EXERCISE GOAL –
All records that follow are to be restated exactly.

** Opening PROVIDED INFORMATION block **

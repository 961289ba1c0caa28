use std::time::Duration;

use anyhow::Context;
use axum::extract::FromRef;
use jsonwebtoken::{decode, encode, Algorithm, DecodingKey, EncodingKey, Header, Validation};
use time::{Duration as TimeDuration, OffsetDateTime};
use tracing::{debug, warn};
use uuid::Uuid;

use crate::{auth::claims::Claims, config::JwtConfig, error::AppError, state::AppState};

/// Signing and verification keys for bearer tokens.
#[derive(Clone)]
pub struct JwtKeys {
    pub encoding: EncodingKey,
    pub decoding: DecodingKey,
    pub issuer: String,
    pub ttl: Option<Duration>,
}

impl From<&JwtConfig> for JwtKeys {
    fn from(cfg: &JwtConfig) -> Self {
        Self {
            encoding: EncodingKey::from_secret(cfg.secret.as_bytes()),
            decoding: DecodingKey::from_secret(cfg.secret.as_bytes()),
            issuer: cfg.issuer.clone(),
            ttl: cfg
                .ttl_minutes
                .map(|m| Duration::from_secs(u64::try_from(m).unwrap_or(0).saturating_mul(60))),
        }
    }
}

impl FromRef<AppState> for JwtKeys {
    fn from_ref(state: &AppState) -> Self {
        JwtKeys::from(&state.config.jwt)
    }
}

/// Second space-separated segment of an `Authorization` value.
pub fn bearer_token(header: &str) -> Option<&str> {
    header.split(' ').nth(1).filter(|t| !t.is_empty())
}

impl JwtKeys {
    /// Claims for a user, stamped with `iat`, `iss` and (if configured) `exp`.
    ///
    /// Fails when `now + ttl` is not a representable timestamp.
    pub fn claims_for(&self, user_id: Uuid, email: &str) -> anyhow::Result<Claims> {
        let now = OffsetDateTime::now_utc();
        let exp = match self.ttl {
            Some(ttl) => {
                let secs = i64::try_from(ttl.as_secs()).context("token ttl out of range")?;
                let exp = now
                    .checked_add(TimeDuration::seconds(secs))
                    .context("token expiry out of range")?;
                Some(exp.unix_timestamp() as usize)
            }
            None => None,
        };
        Ok(Claims {
            id: user_id,
            email: email.to_owned(),
            iat: now.unix_timestamp() as usize,
            iss: self.issuer.clone(),
            exp,
        })
    }

    pub fn issue(&self, claims: &Claims) -> anyhow::Result<String> {
        let token = encode(&Header::new(Algorithm::HS256), claims, &self.encoding)?;
        debug!(user_id = %claims.id, "jwt signed");
        Ok(token)
    }

    fn validation(&self) -> Validation {
        let mut validation = Validation::new(Algorithm::HS256);
        validation.set_issuer(std::slice::from_ref(&self.issuer));
        if self.ttl.is_some() {
            validation.set_required_spec_claims(&["exp", "iss"]);
        } else {
            validation.set_required_spec_claims(&["iss"]);
        }
        validation
    }

    /// Signature, issuer and (when a TTL is configured) expiry check.
    pub fn verify(&self, token: &str) -> Result<Claims, AppError> {
        let data = decode::<Claims>(token, &self.decoding, &self.validation()).map_err(|e| {
            warn!(error = %e, "token rejected");
            AppError::Forbidden
        })?;
        debug!(user_id = %data.claims.id, "jwt verified");
        Ok(data.claims)
    }

    /// Full guard decision for an optional `Authorization` header value.
    pub fn authenticate(&self, header: Option<&str>) -> Result<Claims, AppError> {
        let token = header
            .and_then(bearer_token)
            .ok_or(AppError::Unauthenticated)?;
        self.verify(token)
    }
}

** Closing PROVIDED INFORMATION block **

EXERCISE ANSWER –
repository 961289ba1c0caa28
use std::time::Duration;

use anyhow::Context;
use axum::extract::FromRef;
use jsonwebtoken::{decode, encode, Algorithm, DecodingKey, EncodingKey, Header, Validation};
use time::{Duration as TimeDuration, OffsetDateTime};
use tracing::{debug, warn};
use uuid::Uuid;

use crate::{auth::claims::Claims, config::JwtConfig, error::AppError, state::AppState};

/// Signing and verification keys for bearer tokens.
#[derive(Clone)]
pub struct JwtKeys {
    pub encoding: EncodingKey,
    pub decoding: DecodingKey,
    pub issuer: String,
    pub ttl: Option<Duration>,
}

impl From<&JwtConfig> for JwtKeys {
    fn from(cfg: &JwtConfig) -> Self {
        Self {
            encoding: EncodingKey::from_secret(cfg.secret.as_bytes()),
            decoding: DecodingKey::from_secret(cfg.secret.as_bytes()),
            issuer: cfg.issuer.clone(),
            ttl: cfg
                .ttl_minutes
                .map(|m| Duration::from_secs(u64::try_from(m).unwrap_or(0).saturating_mul(60))),
        }
    }
}

impl FromRef<AppState> for JwtKeys {
    fn from_ref(state: &AppState) -> Self {
        JwtKeys::from(&state.config.jwt)
    }
}

/// Second space-separated segment of an `Authorization` value.
pub fn bearer_token(header: &str) -> Option<&str> {
    header.split(' ').nth(1).filter(|t| !t.is_empty())
}

impl JwtKeys {
    /// Claims for a user, stamped with `iat`, `iss` and (if configured) `exp`.
    ///
    /// Fails when `now + ttl` is not a representable timestamp.
    pub fn claims_for(&self, user_id: Uuid, email: &str) -> anyhow::Result<Claims> {
        let now = OffsetDateTime::now_utc();
        let exp = match self.ttl {
            Some(ttl) => {
                let secs = i64::try_from(ttl.as_secs()).context("token ttl out of range")?;
                let exp = now
                    .checked_add(TimeDuration::seconds(secs))
                    .context("token expiry out of range")?;
                Some(exp.unix_timestamp() as usize)
            }
            None => None,
        };
        Ok(Claims {
            id: user_id,
            email: email.to_owned(),
            iat: now.unix_timestamp() as usize,
            iss: self.issuer.clone(),
            exp,
        })
    }

    pub fn issue(&self, claims: &Claims) -> anyhow::Result<String> {
        let token = encode(&Header::new(Algorithm::HS256), claims, &self.encoding)?;
        debug!(user_id = %claims.id, "jwt signed");
        Ok(token)
    }

    fn validation(&self) -> Validation {
        let mut validation = Validation::new(Algorithm::HS256);
        validation.set_issuer(std::slice::from_ref(&self.issuer));
        if self.ttl.is_some() {
            validation.set_required_spec_claims(&["exp", "iss"]);
        } else {
            validation.set_required_spec_claims(&["iss"]);
        }
        validation
    }

    /// Signature, issuer and (when a TTL is configured) expiry check.
    pub fn verify(&self, token: &str) -> Result<Claims, AppError> {
        let data = decode::<Claims>(token, &self.decoding, &self.validation()).map_err(|e| {
            warn!(error = %e, "token rejected");
            AppError::Forbidden
        })?;
        debug!(user_id = %data.claims.id, "jwt verified");
        Ok(data.claims)
    }

    /// Full guard decision for an optional `Authorization` header value.
    pub fn authenticate(&self, header: Option<&str>) -> Result<Claims, AppError> {
        let token = header
            .and_then(bearer_token)
            .ok_or(AppError::Unauthenticated)?;
        self.verify(token)
    }
}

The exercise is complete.